### [TO DO]
Lines from the entries below that hold "code" form the answer; copy all of them.

Records from a collection

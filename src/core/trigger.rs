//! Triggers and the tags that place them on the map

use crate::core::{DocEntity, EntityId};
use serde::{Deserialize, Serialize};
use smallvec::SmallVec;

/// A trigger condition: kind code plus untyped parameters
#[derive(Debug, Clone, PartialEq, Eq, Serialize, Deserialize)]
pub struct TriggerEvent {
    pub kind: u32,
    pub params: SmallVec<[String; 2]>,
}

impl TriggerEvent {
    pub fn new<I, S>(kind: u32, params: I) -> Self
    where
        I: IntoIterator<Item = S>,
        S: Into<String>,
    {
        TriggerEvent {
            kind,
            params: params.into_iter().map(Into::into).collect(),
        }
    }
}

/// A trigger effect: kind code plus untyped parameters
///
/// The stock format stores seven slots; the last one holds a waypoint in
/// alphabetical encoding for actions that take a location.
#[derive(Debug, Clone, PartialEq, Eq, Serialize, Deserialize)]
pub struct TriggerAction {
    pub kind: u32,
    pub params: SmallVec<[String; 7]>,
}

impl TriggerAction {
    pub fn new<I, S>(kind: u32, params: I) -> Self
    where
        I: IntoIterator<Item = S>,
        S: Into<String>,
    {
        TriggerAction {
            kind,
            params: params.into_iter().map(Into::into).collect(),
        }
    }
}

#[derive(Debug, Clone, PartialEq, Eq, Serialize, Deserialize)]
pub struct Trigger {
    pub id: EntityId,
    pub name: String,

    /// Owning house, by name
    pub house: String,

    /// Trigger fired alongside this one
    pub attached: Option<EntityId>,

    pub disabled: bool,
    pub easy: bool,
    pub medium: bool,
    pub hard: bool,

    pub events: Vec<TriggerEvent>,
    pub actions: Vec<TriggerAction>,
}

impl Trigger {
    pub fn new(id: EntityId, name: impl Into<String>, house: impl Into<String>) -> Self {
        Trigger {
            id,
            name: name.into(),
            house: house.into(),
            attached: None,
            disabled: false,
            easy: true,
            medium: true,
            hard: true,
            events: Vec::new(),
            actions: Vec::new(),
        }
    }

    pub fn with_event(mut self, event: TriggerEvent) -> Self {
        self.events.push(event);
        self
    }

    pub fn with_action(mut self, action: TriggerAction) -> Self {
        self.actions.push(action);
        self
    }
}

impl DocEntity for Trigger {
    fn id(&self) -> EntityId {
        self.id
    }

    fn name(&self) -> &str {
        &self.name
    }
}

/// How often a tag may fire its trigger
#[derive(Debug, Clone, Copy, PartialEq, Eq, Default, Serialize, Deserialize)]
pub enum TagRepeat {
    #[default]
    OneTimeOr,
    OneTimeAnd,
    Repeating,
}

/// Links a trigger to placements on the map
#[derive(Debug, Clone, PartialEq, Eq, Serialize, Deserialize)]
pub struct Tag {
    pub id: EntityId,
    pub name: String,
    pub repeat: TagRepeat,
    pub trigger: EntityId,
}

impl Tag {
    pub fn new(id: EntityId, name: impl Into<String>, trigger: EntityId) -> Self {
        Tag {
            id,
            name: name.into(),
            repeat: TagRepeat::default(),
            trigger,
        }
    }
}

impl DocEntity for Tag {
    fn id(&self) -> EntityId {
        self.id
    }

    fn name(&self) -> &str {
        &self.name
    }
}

### [SOLUTION FOR THIS EXERCISE]
/// A trigger condition: kind code plus untyped parameters
/// A trigger effect: kind code plus untyped parameters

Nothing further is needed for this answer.